**PROBLEM**. The lines to extract run from the first line of the entries through the line that contains "let board_id = bins[bi].id();"; reproduce exactly those lines and no others.
[Start of Attachment]
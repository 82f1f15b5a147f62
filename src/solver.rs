use tracing::{debug, info, trace, warn};

use crate::expand::{UnitPiece, expand_demands};
use crate::guillotine::{BoardBin, Candidate};
use crate::stats;
use crate::types::{BoardSearch, OptimizationResult, PieceDemand, Settings, Size};

/// Lays out `demands` on as many boards of `settings` size as needed.
///
/// Single greedy pass: pieces go largest first into the free rectangle that
/// leaves the least area unused, and a placement is never revisited.
pub fn optimize(demands: &[PieceDemand], settings: &Settings) -> OptimizationResult {
    Solver::new(*settings).solve(demands)
}

pub struct Solver {
    settings: Settings,
}

impl Solver {
    pub fn new(settings: Settings) -> Self {
        Self { settings }
    }

    pub fn solve(&self, demands: &[PieceDemand]) -> OptimizationResult {
        let pieces = expand_demands(demands);
        let board = self.settings.board();

        let mut bins = vec![BoardBin::new(1, board, self.settings.kerf)];
        let mut unplaced = Vec::new();

        for piece in &pieces {
            if let Some((bi, candidate)) = self.find_slot(&bins, piece.size) {
                let board_id = bins[bi].id();
                let placed = bins[bi].place(candidate, piece);
                trace!(
                    board = board_id,
                    piece = %placed.instance_id,
                    x = placed.rect.x,
                    y = placed.rect.y,
                    rotated = placed.rotated,
                    "placed piece"
                );
            } else if let Some(rotated) = BoardBin::empty_board_orientation(
                board,
                piece.size,
                self.settings.allow_rotation,
            ) {
                let mut bin = BoardBin::new(bins.len() as u32 + 1, board, self.settings.kerf);
                let placed = if rotated {
                    piece.size.rotated()
                } else {
                    piece.size
                };
                let candidate = Candidate {
                    free_idx: 0,
                    rotated,
                    leftover: board.area() - placed.area(),
                };
                bin.place(candidate, piece);
                debug!(board = bin.id(), piece = %piece.instance_id, "opened board");
                bins.push(bin);
            } else {
                warn!(
                    piece = %piece.instance_id,
                    size = %piece.size,
                    board = %board,
                    "piece does not fit on an empty board"
                );
                unplaced.push(Self::unplaced(piece));
            }
        }

        let mut boards: Vec<_> = bins.into_iter().map(BoardBin::into_board).collect();
        for b in &mut boards {
            stats::apply_board_stats(b);
        }
        let (total_efficiency, total_waste) = stats::summarize(&boards);

        info!(
            pieces = pieces.len(),
            boards = boards.len(),
            unplaced = unplaced.len(),
            efficiency = total_efficiency,
            "optimization finished"
        );

        OptimizationResult {
            total_boards: boards.len(),
            boards,
            total_efficiency,
            total_waste,
            unplaced_pieces: unplaced,
        }
    }

    /// Picks the board and free rectangle for `piece` among the open boards.
    fn find_slot(&self, bins: &[BoardBin], piece: Size) -> Option<(usize, Candidate)> {
        let allow_rotate = self.settings.allow_rotation;
        match self.settings.search {
            BoardSearch::Global => {
                let mut best: Option<(usize, Candidate)> = None;
                for (bi, bin) in bins.iter().enumerate() {
                    if let Some(candidate) = bin.find_best(piece, allow_rotate)
                        && best.is_none_or(|(_, b)| candidate.leftover < b.leftover)
                    {
                        best = Some((bi, candidate));
                    }
                }
                best
            }
            BoardSearch::FirstFit => bins.iter().enumerate().find_map(|(bi, bin)| {
                bin.find_best(piece, allow_rotate)
                    .map(|candidate| (bi, candidate))
            }),
        }
    }

    fn unplaced(piece: &UnitPiece) -> PieceDemand {
        PieceDemand::new(piece.original_id.clone(), piece.size.w, piece.size.h, 1)
    }
}
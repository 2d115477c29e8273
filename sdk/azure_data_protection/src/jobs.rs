//! Backup and restore jobs of a backup vault.
//!
//! ## Example
//!
//! ```rust,no_run
//! use azure_data_protection::client::DataProtectionClient;
//!
//! # async fn example(client: &DataProtectionClient) -> azure_data_protection_core::DataProtectionResult<()> {
//! for job in client.jobs()?.list("my-rg", "my-vault").await? {
//!     let props = job.properties;
//!     println!("{:?} {:?} {:?}", props.operation, props.status, props.start_time);
//! }
//! # Ok(())
//! # }
//! ```

use azure_data_protection_core::error::DataProtectionResult;
use futures::Stream;
use serde::Deserialize;

use crate::models::{path_segment, SystemData};
use crate::paging::{self, Page};
use crate::registry::OperationContext;

/// Registry name of this operation group.
pub const GROUP_NAME: &str = "jobs";

/// Details of a backup or restore job.
///
/// The service omits fields that do not apply to a job's datasource or
/// state, so everything is optional on the way in.
#[derive(Debug, Clone, Default, Deserialize)]
#[serde(rename_all = "camelCase")]
pub struct AzureBackupJob {
    #[serde(rename = "activityID")]
    pub activity_id: Option<String>,

    pub backup_instance_friendly_name: Option<String>,

    pub backup_instance_id: Option<String>,

    pub data_source_id: Option<String>,

    pub data_source_location: Option<String>,

    pub data_source_name: Option<String>,

    pub data_source_type: Option<String>,

    /// ISO 8601 duration, e.g. `"PT2M30S"`.
    pub duration: Option<String>,

    /// ISO 8601 end time; absent while the job runs.
    pub end_time: Option<String>,

    pub error_details: Option<Vec<serde_json::Value>>,

    #[serde(default)]
    pub is_user_triggered: bool,

    /// e.g. `"Backup"`, `"Restore"`.
    pub operation: Option<String>,

    pub operation_category: Option<String>,

    pub policy_id: Option<String>,

    pub policy_name: Option<String>,

    #[serde(default)]
    pub progress_enabled: bool,

    pub source_resource_group: Option<String>,

    #[serde(rename = "sourceSubscriptionID")]
    pub source_subscription_id: Option<String>,

    /// ISO 8601 start time.
    pub start_time: Option<String>,

    /// e.g. `"InProgress"`, `"Completed"`, `"Failed"`.
    pub status: Option<String>,

    pub subscription_id: Option<String>,

    #[serde(default)]
    pub supported_actions: Vec<String>,

    pub vault_name: Option<String>,
}

/// A job resource.
#[derive(Debug, Clone, Deserialize)]
#[serde(rename_all = "camelCase")]
pub struct AzureBackupJobResource {
    pub id: Option<String>,

    pub name: Option<String>,

    #[serde(rename = "type")]
    pub resource_type: Option<String>,

    pub system_data: Option<SystemData>,

    pub properties: AzureBackupJob,
}

/// Operations on jobs, bound to one API version.
#[derive(Debug, Clone)]
pub struct JobsOperations {
    context: OperationContext,
}

impl JobsOperations {
    pub fn new(context: OperationContext) -> Self {
        Self { context }
    }

    pub fn context(&self) -> &OperationContext {
        &self.context
    }

    /// Get a job by id.
    ///
    /// # Tracing
    ///
    /// Emits a span named `dataprotection::jobs::get` with field `job_id`.
    #[tracing::instrument(
        name = "dataprotection::jobs::get",
        skip(self),
        fields(api_version = %self.context.api_version())
    )]
    pub async fn get(
        &self,
        resource_group: &str,
        vault_name: &str,
        job_id: &str,
    ) -> DataProtectionResult<AzureBackupJobResource> {
        tracing::debug!("getting job");

        let path = format!(
            "{}/backupJobs/{}",
            self.context.vault_scope(resource_group, vault_name)?,
            path_segment("job_id", job_id)?
        );
        let response = self
            .context
            .pipeline()
            .get(&path, self.context.api_version())
            .await?;
        let job = response.json::<AzureBackupJobResource>().await?;

        tracing::debug!(status = ?job.properties.status, "job retrieved");
        Ok(job)
    }

    /// Stream the pages of every job in a vault.
    pub fn list_pages(
        &self,
        resource_group: &str,
        vault_name: &str,
    ) -> DataProtectionResult<
        impl Stream<Item = DataProtectionResult<Page<AzureBackupJobResource>>> + Send + 'static,
    > {
        let path = format!(
            "{}/backupJobs",
            self.context.vault_scope(resource_group, vault_name)?
        );
        Ok(paging::pages(&self.context, path))
    }

    /// List every job in a vault.
    #[tracing::instrument(
        name = "dataprotection::jobs::list",
        skip(self),
        fields(api_version = %self.context.api_version())
    )]
    pub async fn list(
        &self,
        resource_group: &str,
        vault_name: &str,
    ) -> DataProtectionResult<Vec<AzureBackupJobResource>> {
        tracing::debug!("listing jobs");

        let jobs = paging::collect_all(self.list_pages(resource_group, vault_name)?).await?;

        tracing::debug!(count = jobs.len(), "jobs listed");
        Ok(jobs)
    }
}
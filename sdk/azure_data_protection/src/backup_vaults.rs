//! Backup vault management.
//!
//! A backup vault is the top-level Data Protection resource: it owns backup
//! policies, backup instances, and the jobs they produce.
//!
//! ## Example
//!
//! ```rust,no_run
//! use azure_data_protection::backup_vaults::{BackupVaultResource, StorageSetting};
//! use azure_data_protection::client::DataProtectionClient;
//! use azure_data_protection::models::WriteResponse;
//!
//! # async fn example(client: &DataProtectionClient) -> azure_data_protection_core::DataProtectionResult<()> {
//! let vaults = client.backup_vaults()?;
//!
//! let vault = BackupVaultResource::new("westus", vec![StorageSetting::vault_store_locally_redundant()]);
//! match vaults.create_or_update("my-rg", "my-vault", &vault).await? {
//!     WriteResponse::Completed(created) => {
//!         println!("provisioning state: {:?}", created.properties.provisioning_state);
//!     }
//!     WriteResponse::Accepted(op) => println!("provisioning, track {:?}", op.async_operation),
//! }
//!
//! for vault in vaults.list_in_resource_group("my-rg").await? {
//!     println!("{}", vault.name.unwrap_or_default());
//! }
//! # Ok(())
//! # }
//! ```

use std::collections::HashMap;

use azure_data_protection_core::error::DataProtectionResult;
use futures::Stream;
use serde::{Deserialize, Serialize};

use crate::models::{
    path_segment, require, write_response, DppIdentityDetails, SystemData, WriteResponse,
    PROVIDER_NAMESPACE,
};
use crate::paging::{self, Page};
use crate::registry::OperationContext;

/// Registry name of this operation group.
pub const GROUP_NAME: &str = "backup_vaults";

/// ARM resource type checked by name-availability requests.
const RESOURCE_TYPE: &str = "Microsoft.DataProtection/BackupVaults";

// ---------------------------------------------------------------------------
// Resource types
// ---------------------------------------------------------------------------

/// Where a vault keeps recovery points.
#[derive(Debug, Clone, Copy, PartialEq, Eq, Serialize, Deserialize)]
pub enum StorageSettingStoreType {
    ArchiveStore,
    SnapshotStore,
    VaultStore,
}

/// Redundancy of a vault's storage.
#[derive(Debug, Clone, Copy, PartialEq, Eq, Serialize, Deserialize)]
pub enum StorageSettingType {
    GeoRedundant,
    LocallyRedundant,
}
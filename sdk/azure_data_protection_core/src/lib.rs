#![doc = include_str!("../README.md")]

pub mod auth;
pub mod config;
pub mod error;
pub mod pipeline;
pub mod version;

#[cfg(feature = "test-support")]
pub mod test_support;

pub use error::{DataProtectionError, DataProtectionResult};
[End of Attachment]
**SOLVED PROBLEM**.
repository 82f1f15b5a147f62
filename src/solver.rs
use tracing::{debug, info, trace, warn};

use crate::expand::{UnitPiece, expand_demands};
use crate::guillotine::{BoardBin, Candidate};
use crate::stats;
use crate::types::{BoardSearch, OptimizationResult, PieceDemand, Settings, Size};

/// Lays out `demands` on as many boards of `settings` size as needed.
///
/// Single greedy pass: pieces go largest first into the free rectangle that
/// leaves the least area unused, and a placement is never revisited.
pub fn optimize(demands: &[PieceDemand], settings: &Settings) -> OptimizationResult {
    Solver::new(*settings).solve(demands)
}

pub struct Solver {
    settings: Settings,
}

impl Solver {
    pub fn new(settings: Settings) -> Self {
        Self { settings }
    }

    pub fn solve(&self, demands: &[PieceDemand]) -> OptimizationResult {
        let pieces = expand_demands(demands);
        let board = self.settings.board();

        let mut bins = vec![BoardBin::new(1, board, self.settings.kerf)];
        let mut unplaced = Vec::new();

        for piece in &pieces {
            if let Some((bi, candidate)) = self.find_slot(&bins, piece.size) {
                let board_id = bins[bi].id();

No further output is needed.